Our season, all the couples are real. I’ll just say that. For me, anything to strengthen my marriage, to keep it solid, keep us progressive, I’m all for. So I wasn’t going in with any expectations regarding other couples. For me, it was like what can I get out of it? What can I put into it to get out of it? Just something different. Just like a bucket list kind of thing. And I wanted to promote my book.
At this stage in my life, after losing my child, any experience is a good experience or something to do for me.
You said that you felt like the romance was gone in your relationship. What does that mean?
It means 25 year of monotonous behavior—well not 25. I would say the last 10 years. You just fall into an area of complacency. Thank God the sex was still good, vibrant and active. If that died, you would probably see a whole different dynamic between us. But that’s one of the things that kept us and our strong love for each other. There is passion even though there may not be every single day. But it’s still there.
It was more or less, less intimate time. Less conscious, deliberate intimate time. More of just we’ll take the time when we can. It was just making us more of a priority. That should never really die. The union should always be a focus in terms of how you go about your day to day, your gift-giving, thought process, consideration.
You mentioned your daughter. A lot of times when couples lose a child, that’s the end of the relationship…
Yes, I hear that all the time. We hear that so much it’s like, ‘Well, damn…’
How did you guys avoid that?
Honestly, that was never a thought. It was more like, What the hell are we going to do to make sure we support each other and get through this to heal. That was not even a whim. It was like, ‘Ok, so this is our situation, this has been put in our path. What can we do to not be broken from it. How can we use each other to strengthen and heal?’ We leaned on each other.
Talk to me a little about your book because I know that was a part of the healing process. When you started writing it, did you know you were going to release it?

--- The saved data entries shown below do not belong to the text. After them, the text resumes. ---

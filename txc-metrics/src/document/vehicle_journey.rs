use roxmltree::Node;

use super::xml_ops::{child_text, descendant_elements};

/// a `VehicleJourney` element: one scheduled trip.
#[derive(Debug, Clone, PartialEq, Eq)]
pub struct VehicleJourneyDefinition {
    pub journey_code: Option<String>,
    /// the journey pattern this trip runs
    pub pattern_ref: Option<String>,
    /// another journey this one copies its pattern from, when `pattern_ref` is absent
    pub journey_ref: Option<String>,
    /// raw departure time text, expected as HH:MM or HH:MM:SS
    pub departure_time: Option<String>,
}

impl VehicleJourneyDefinition {
    pub fn from_document(root: Node) -> Vec<VehicleJourneyDefinition> {
        descendant_elements(root, "VehicleJourney")
            .map(|journey| VehicleJourneyDefinition {
                journey_code: child_text(journey, &["VehicleJourneyCode"]),
                pattern_ref: child_text(journey, &["JourneyPatternRef"]),
                journey_ref: child_text(journey, &["VehicleJourneyRef"]),
                departure_time: child_text(journey, &["DepartureTime"]),
            })
            .collect()
    }
}
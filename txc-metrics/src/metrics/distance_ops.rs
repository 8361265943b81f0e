use geo::{Distance, HaversineMeasure, Point};
use itertools::Itertools;
use uom::si::{f64::Length, length::meter};

/// spherical earth radius used for all great-circle distances
pub const EARTH_RADIUS_KM: f64 = 6371.0;

const EARTH: HaversineMeasure = HaversineMeasure::new(EARTH_RADIUS_KM * 1000.0);

/// great-circle distance between two x=lon, y=lat points
pub fn compute_haversine(src_point: Point<f64>, dst_point: Point<f64>) -> Length {
    Length::new::<meter>(EARTH.distance(src_point, dst_point))
}

/// great-circle distance of each consecutive pair of points, in order
pub fn leg_distances(points: &[Point<f64>]) -> Vec<Length> {
    points
        .iter()
        .tuple_windows()
        .map(|(src, dst)| compute_haversine(*src, *dst))
        .collect()
}

/// rounds to 2 decimal places, the precision of every numeric output field
pub fn round_to_hundredths(value: f64) -> f64 {
    (value * 100.0).round() / 100.0
}
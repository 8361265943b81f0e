/// values written by dataframe tooling for a missing cell
const NULL_TOKENS: [&str; 5] = ["", "nan", "NaN", "null", "None"];

/// cleans a region code read from the stop table. missing values become None.
pub fn normalize_region_code(raw: &str) -> Option<String> {
    let trimmed = raw.trim();
    if NULL_TOKENS.contains(&trimmed) {
        None
    } else {
        Some(trimmed.to_string())
    }
}

/// cleans a local-authority code read from the stop table.
///
/// local-authority codes often pass through float columns on their way into the
/// stop table, so "14.0" and "14" must deduplicate to the same area. numeric
/// values with no fractional part are rendered as integers; other text is kept.
pub fn normalize_local_authority_code(raw: &str) -> Option<String> {
    let trimmed = raw.trim();
    if NULL_TOKENS.contains(&trimmed) {
        return None;
    }
    match trimmed.parse::<f64>() {
        Ok(value) if !value.is_finite() => None,
        Ok(value) if value.fract() == 0.0 && value.abs() < i64::MAX as f64 => {
            Some(format!("{}", value as i64))
        }
        _ => Some(trimmed.to_string()),
    }
}
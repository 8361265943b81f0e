use std::collections::HashMap;

use roxmltree::Node;

use super::xml_ops::{child_elements, child_text, descendant_elements, element_text};

/// builds the ordered stop sequence of every journey pattern section in a document,
/// keyed by section id.
///
/// each timing link contributes its `From` stop, and the last link of a section also
/// contributes its `To` stop, so a section of N fully referenced links yields N+1 stops.
/// links without a stop reference contribute nothing, which can leave a sequence short
/// or empty. sections without an id are skipped; a repeated id keeps the last section.
pub fn resolve_sections(root: Node) -> HashMap<String, Vec<String>> {
    let mut sections = HashMap::new();
    for section in descendant_elements(root, "JourneyPatternSection") {
        let section_id = match section.attribute("id").map(str::trim) {
            Some(id) if !id.is_empty() => id.to_string(),
            _ => continue,
        };
        sections.insert(section_id, section_stop_sequence(section));
    }
    sections
}

fn section_stop_sequence(section: Node) -> Vec<String> {
    let links: Vec<Node> = child_elements(section, "JourneyPatternTimingLink").collect();
    let mut stops = Vec::with_capacity(links.len() + 1);
    for link in links.iter() {
        if let Some(from) = child_text(*link, &["From", "StopPointRef"]) {
            stops.push(from);
        }
    }
    if let Some(to) = links
        .last()
        .and_then(|last| child_text(*last, &["To", "StopPointRef"]))
    {
        stops.push(to);
    }
    stops
}

/// the first line name found in the document, or an empty string
pub fn find_line_name(root: Node) -> String {
    descendant_elements(root, "LineName")
        .find_map(element_text)
        .unwrap_or_default()
}
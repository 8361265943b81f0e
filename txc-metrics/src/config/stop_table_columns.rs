use serde::{Deserialize, Serialize};

/// column names of the stop coordinate table
#[derive(Clone, Serialize, Deserialize, Debug, PartialEq, Eq)]
#[serde(default)]
pub struct StopTableColumns {
    pub stop_id: String,
    pub latitude: String,
    pub longitude: String,
    pub region: String,
    pub local_authority: String,
}

impl Default for StopTableColumns {
    fn default() -> Self {
        Self {
            stop_id: String::from("stop_id"),
            latitude: String::from("latitude"),
            longitude: String::from("longitude"),
            region: String::from("region_code"),
            local_authority: String::from("local_authority_code"),
        }
    }
}
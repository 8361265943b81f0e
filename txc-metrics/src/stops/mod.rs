mod area_code;
mod stop_coordinate;
mod stop_index;

pub use area_code::{normalize_local_authority_code, normalize_region_code};
pub use stop_coordinate::StopCoordinate;
pub use stop_index::StopIndex;
use clap::ValueEnum;
use serde::{Deserialize, Serialize};

/// Enumerates alternative ways to handle a stop identifier that
/// appears more than once in the stop coordinate table
#[derive(Serialize, Deserialize, Debug, ValueEnum, Clone, Copy, Default, PartialEq, Eq)]
#[serde(rename_all = "snake_case")]
pub enum DuplicateStopPolicy {
    /// later rows overwrite earlier rows
    #[default]
    LastWins,
    /// the first row seen for an identifier is kept
    FirstWins,
}
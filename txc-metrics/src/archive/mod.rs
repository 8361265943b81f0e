mod input_ops;
mod raw_document;
mod schedule_source;

pub use input_ops::discover_inputs;
pub use raw_document::RawDocument;
pub use schedule_source::ScheduleSource;
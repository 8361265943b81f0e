use roxmltree::Node;

use super::xml_ops::{child_elements, descendant_elements, element_text};

/// a `JourneyPattern` element: an id and its ordered section references.
#[derive(Debug, Clone, PartialEq, Eq)]
pub struct JourneyPatternDefinition {
    pub pattern_id: String,
    pub section_refs: Vec<String>,
}

impl JourneyPatternDefinition {
    /// all journey patterns of a document in document order. patterns without an id are skipped.
    pub fn from_document(root: Node) -> Vec<JourneyPatternDefinition> {
        descendant_elements(root, "JourneyPattern")
            .filter_map(|pattern| {
                let pattern_id = pattern
                    .attribute("id")
                    .map(str::trim)
                    .filter(|id| !id.is_empty())?;
                let section_refs = child_elements(pattern, "JourneyPatternSectionRefs")
                    .filter_map(element_text)
                    .collect();
                Some(JourneyPatternDefinition {
                    pattern_id: pattern_id.to_string(),
                    section_refs,
                })
            })
            .collect()
    }
}
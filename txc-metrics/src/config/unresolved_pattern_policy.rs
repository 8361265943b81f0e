use clap::ValueEnum;
use serde::{Deserialize, Serialize};

/// Enumerates alternative ways to handle a journey pattern where fewer
/// than two of its stops have known coordinates
#[derive(Serialize, Deserialize, Debug, ValueEnum, Clone, Copy, Default, PartialEq, Eq)]
#[serde(rename_all = "snake_case")]
pub enum UnresolvedPatternPolicy {
    /// drop the pattern, no output row
    #[default]
    Omit,
    /// write a row with stop and trip counts and empty geometry fields
    Emit,
}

The book is the Ethereal Hike. The title alone is very significant. And that came after. The book was written and then the title came. Initially, I would say I started writing journal entries. I felt so lost because Tai, my daughter, passed away from suicide at 20. I felt that I needed to physically write. That was the only way to communicate. So I started to do journal entries. I had so many of them. I would go back and read them and they seemed like I was really having conversations with her. I thought maybe I can do something with these. Maybe it can actually help someone else who’s going through this situation. Then I started to write. And in writing—I’m not an avid reader—but I would write from time to time when I was younger. And it was healing. I felt calm. I felt peace and I felt it was soothing just being able to express myself in that way. I just wanted to get it out.

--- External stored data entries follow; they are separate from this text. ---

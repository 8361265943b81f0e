use roxmltree::Node;

/// true if the node is an element with this local name. documents are matched
/// by local name so that a missing or re-prefixed namespace still parses.
pub fn is_element_named(node: &Node, name: &str) -> bool {
    node.is_element() && node.tag_name().name() == name
}

pub fn child_element<'a, 'input>(node: Node<'a, 'input>, name: &'static str) -> Option<Node<'a, 'input>> {
    node.children().find(|n| is_element_named(n, name))
}

pub fn child_elements<'a, 'input>(
    node: Node<'a, 'input>,
    name: &'static str,
) -> impl Iterator<Item = Node<'a, 'input>> {
    node.children().filter(move |n| is_element_named(n, name))
}

pub fn descendant_elements<'a, 'input>(
    node: Node<'a, 'input>,
    name: &'static str,
) -> impl Iterator<Item = Node<'a, 'input>> {
    node.descendants().filter(move |n| is_element_named(n, name))
}

/// trimmed text content of an element, None when empty
pub fn element_text(node: Node) -> Option<String> {
    node.text()
        .map(str::trim)
        .filter(|t| !t.is_empty())
        .map(String::from)
}

/// text of the element found by following child element names from `node`
pub fn child_text(node: Node, path: &[&'static str]) -> Option<String> {
    let mut current = node;
    for &name in path {
        current = child_element(current, name)?;
    }
    element_text(current)
}
mod assembled_pattern;
mod pattern_ops;
mod resolved_pattern;
mod route_pattern;

pub use assembled_pattern::AssembledPattern;
pub use pattern_ops::{assemble_patterns, resolve_pattern};
pub use resolved_pattern::ResolvedPattern;
pub use route_pattern::RoutePattern;
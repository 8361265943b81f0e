use std::path::PathBuf;

#[derive(thiserror::Error, Debug)]
pub enum TxcError {
    #[error("invalid txc-metrics configuration: {0}")]
    ConfigurationError(String),
    #[error("invalid user input: {0}")]
    InvalidUserInput(String),
    #[error("failure reading file {path:?}: {source}")]
    FileReadError {
        path: PathBuf,
        source: std::io::Error,
    },
    #[error("failure reading stop table {0}: {1}")]
    StopTableError(String, String),
    #[error("failure opening schedule archive {path:?}: {source}")]
    ArchiveReadError {
        path: PathBuf,
        source: zip::result::ZipError,
    },
    #[error("failure reading entry '{0}' from schedule archive: {1}")]
    ArchiveEntryError(String, String),
    #[error("failure parsing schedule document '{0}': {1}")]
    XmlParseError(String, roxmltree::Error),
    #[error("schedule document '{0}' is missing expected element {1}")]
    MissingElement(String, String),
    #[error("failure writing to file {0}: {1}")]
    CsvWriteError(String, csv::Error),
    #[error("failure writing to file {0}: {1}")]
    FileWriteError(String, String),
    #[error("{0}")]
    InternalError(String),
}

I didn’t know that it could turn into a piece that I could actually publish until my husband read it. He was like, ‘This is amazing. Your writing is amazing.’ He’s published a book before so I trust him. I was ready to just peel back the layers, be honest, truthful, raw. It was more for myself than anyone else. If I can get to the next chapter of my life, so to speak—not that I’m closing the door on her. Because that never gets better, just changes with time. It’s more about understanding how I want to live with it rather than letting it live with me.
What do you say to people who have lost a child because that’s like the worst thing people can imagine.
Like Vanessa [Bryant]
I can’t even imagine that. I’ve been talking about her all the time. Because there are phases. For me, the phase that I’m in now, it’s so much better. It’s peaceful. The initial stage is very difficult. You can’t even articulate what you’re going through, let alone lean on anyone. You don’t even really know what’s going on. Your whole world is shaken up. Then for her to have her partner gone. It’s a double whammy. I think about her just trying to process. You process one, then the other. Then you still have the children you’re looking at, which are reminders. It’s a lot.

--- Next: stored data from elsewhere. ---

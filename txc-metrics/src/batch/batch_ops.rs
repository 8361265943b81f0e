use std::{
    path::{Path, PathBuf},
    sync::{
        atomic::{AtomicUsize, Ordering},
        Arc, Mutex,
    },
};

use kdam::{Bar, BarExt};
use rayon::prelude::*;

use super::{ArchiveOutcome, AreaSummary, BatchSummary, DocumentOutcome, FailureRow};
use crate::{
    archive::{RawDocument, ScheduleSource},
    config::{TxcMetricsConfig, UnresolvedPatternPolicy},
    document::TxcDocument,
    metrics::{compute_route_metrics, unresolved_route_metrics, RouteMetricsRecord},
    pattern::{assemble_patterns, resolve_pattern, AssembledPattern},
    stops::StopIndex,
    TxcError,
};

/// outcomes of every input of a run, in input order
#[derive(Debug, Clone)]
pub struct BatchResult {
    pub outcomes: Vec<ArchiveOutcome>,
}

impl BatchResult {
    /// every record of the run, in input order, then document order, then pattern order
    pub fn records(&self) -> impl Iterator<Item = &RouteMetricsRecord> {
        self.outcomes.iter().flat_map(|o| o.records())
    }

    pub fn failures(&self) -> Vec<FailureRow> {
        FailureRow::from_outcomes(&self.outcomes)
    }

    pub fn summary(&self, extended: bool) -> BatchSummary {
        BatchSummary::from_outcomes(&self.outcomes, extended)
    }

    pub fn area_summaries(&self) -> Vec<AreaSummary> {
        AreaSummary::from_records(self.records())
    }
}

/// derives the route metrics of one schedule document. every failure is
/// captured in the returned outcome.
///
/// # Arguments
///
/// * `source_file` - name of the input the document came from, copied into each record
/// * `document` - the raw document
/// * `index` - stop coordinates
/// * `config` - run configuration
pub fn process_document(
    source_file: &str,
    document: RawDocument,
    index: &StopIndex,
    config: &TxcMetricsConfig,
) -> DocumentOutcome {
    let RawDocument { name, contents } = document;
    let parsed = match contents.and_then(|text| TxcDocument::parse(&name, &text)) {
        Ok(parsed) => parsed,
        Err(e) => {
            log::debug!("{source_file}: skipping document '{name}': {e}");
            return DocumentOutcome::Failed {
                name,
                reason: e.to_string(),
            };
        }
    };

    let mut records = vec![];
    let mut unresolved = 0;
    for pattern in assemble_patterns(&parsed) {
        match resolve_pattern(pattern, index) {
            AssembledPattern::Resolved(resolved) => {
                records.push(compute_route_metrics(source_file, &resolved, config));
            }
            AssembledPattern::Unresolved(pattern) => {
                unresolved += 1;
                match config.unresolved_pattern_policy {
                    UnresolvedPatternPolicy::Omit => {}
                    UnresolvedPatternPolicy::Emit => {
                        records.push(unresolved_route_metrics(source_file, &pattern, config));
                    }
                }
            }
        }
    }
    log::debug!(
        "{source_file}: document '{name}' produced {} records, {unresolved} patterns with fewer than 2 known stops",
        records.len()
    );
    DocumentOutcome::Parsed { name, records }
}

/// processes every document of one schedule input. failures to open the
/// input are captured in the returned outcome.
///
/// a plain document that cannot be parsed is neither a readable archive nor
/// a schedule document, so it is reported as an unreadable input.
pub fn process_archive(
    path: &Path,
    index: &StopIndex,
    config: &TxcMetricsConfig,
) -> ArchiveOutcome {
    let unreadable = |reason: String| {
        log::warn!("failed to read {}: {reason}", path.to_string_lossy());
        ArchiveOutcome::Unreadable {
            path: path.to_path_buf(),
            reason,
        }
    };
    let source = match ScheduleSource::try_from_path(path) {
        Ok(source) => source,
        Err(e) => return unreadable(e.to_string()),
    };
    let source_file = source.basename();
    let mut documents: Vec<DocumentOutcome> = vec![];
    let visited = source.visit_documents(&mut |document| {
        documents.push(process_document(&source_file, document, index, config))
    });
    if let Err(e) = visited {
        return unreadable(e.to_string());
    }
    if let (ScheduleSource::PlainDocument { .. }, Some(DocumentOutcome::Failed { reason, .. })) =
        (&source, documents.first())
    {
        return unreadable(format!(
            "not a zip archive or a schedule document: {reason}"
        ));
    }

    let n_failed = documents.iter().filter(|d| d.is_failed()).count();
    let n_records: usize = documents.iter().map(|d| d.records().len()).sum();
    if n_failed > 0 {
        log::warn!(
            "{source_file}: {n_failed} of {} documents could not be processed",
            documents.len()
        );
    }
    log::info!(
        "{source_file}: {} documents, {n_records} route records",
        documents.len()
    );
    ArchiveOutcome::Read {
        path: path.to_path_buf(),
        documents,
    }
}

/// processes a collection of schedule inputs, sequentially or on a rayon worker
/// pool when `config.parallelism` is greater than one. outcomes are returned in
/// input order regardless of parallelism.
///
/// # Returns
///
/// the outcome of every input. an error is returned only when the worker pool
/// or progress bar cannot be created.
pub fn process_archives(
    paths: &[PathBuf],
    index: &StopIndex,
    config: &TxcMetricsConfig,
) -> Result<BatchResult, TxcError> {
    let bar = Arc::new(Mutex::new(
        Bar::builder()
            .desc("process schedule archives")
            .total(paths.len())
            .build()
            .map_err(|e| TxcError::InternalError(format!("failure building progress bar: {e}")))?,
    ));
    let progress = Progress::new(paths.len(), config.progress_interval);

    let run = |path: &PathBuf| {
        let outcome = process_archive(path, index, config);
        progress.observe(&outcome);
        if let Ok(mut bar) = bar.clone().lock() {
            let _ = bar.update(1);
        }
        outcome
    };

    let outcomes: Vec<ArchiveOutcome> = if config.parallelism > 1 {
        let pool = rayon::ThreadPoolBuilder::new()
            .num_threads(config.parallelism)
            .build()
            .map_err(|e| TxcError::InternalError(format!("failure building worker pool: {e}")))?;
        pool.install(|| paths.par_iter().map(&run).collect())
    } else {
        paths.iter().map(&run).collect()
    };
    eprintln!();

    Ok(BatchResult { outcomes })
}

/// counts finished inputs and records across workers, logging at a fixed interval
struct Progress {
    total: usize,
    interval: usize,
    archives: AtomicUsize,
    records: AtomicUsize,
}

impl Progress {
    fn new(total: usize, interval: usize) -> Progress {
        Progress {
            total,
            interval: interval.max(1),
            archives: AtomicUsize::new(0),
            records: AtomicUsize::new(0),
        }
    }

    fn observe(&self, outcome: &ArchiveOutcome) {
        let n_records = outcome.record_count();
        let archives = self.archives.fetch_add(1, Ordering::SeqCst) + 1;
        let records = self.records.fetch_add(n_records, Ordering::SeqCst) + n_records;
        if archives % self.interval == 0 || archives == self.total {
            log::info!(
                "progress: {archives}/{} archives processed, {records} route records so far",
                self.total
            );
        }
    }
}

The only thing that I can say is now that I’m kind of out of the beginning phase is when you’re put in that situation, it’s a strength situation. I know when you’re thrust into something like that, it’s to bring out your strength. It’s to highlight the strength you have and may not know that you have and rise—like the phoenix. Really, it is.
It sounds cliché and it sounds cold but she will kind of get to a better place. And that better place is where the strength soars and where you get to see what you’re actually made of. But she will. She has no choice because she has three other daughters. But I would just say, Be honest with your feelings. Rely on God. And just be around people that genuinely are supportive. When I say supportive, I mean no judgement. A lot of people try to persuade you to do their thing. Like for me, it was, ‘You’ve got to talk to someone. Right now. You’ve got to get up and talk to someone next day.’
For me, it was like ‘I actually don’t want to do that.’ I don’t feel comfortable. I don’t know if they’ll understand me. I don’t know what their energy is like. It’s a lot of things to consider here. It’s very personal. So you’ve just got to go with what you feel. And allow yourself to sit with your feelings.
Did you ever go to therapy?
Well, what I did was—initially I did chat groups. I did online groups. I did a lot of research, intense research. Because I wanted to delve more into the psychological aspects and how it physically transforms you too. Just really understanding and dissecting the whole thing regarding the loss of a child, because it’s physically different.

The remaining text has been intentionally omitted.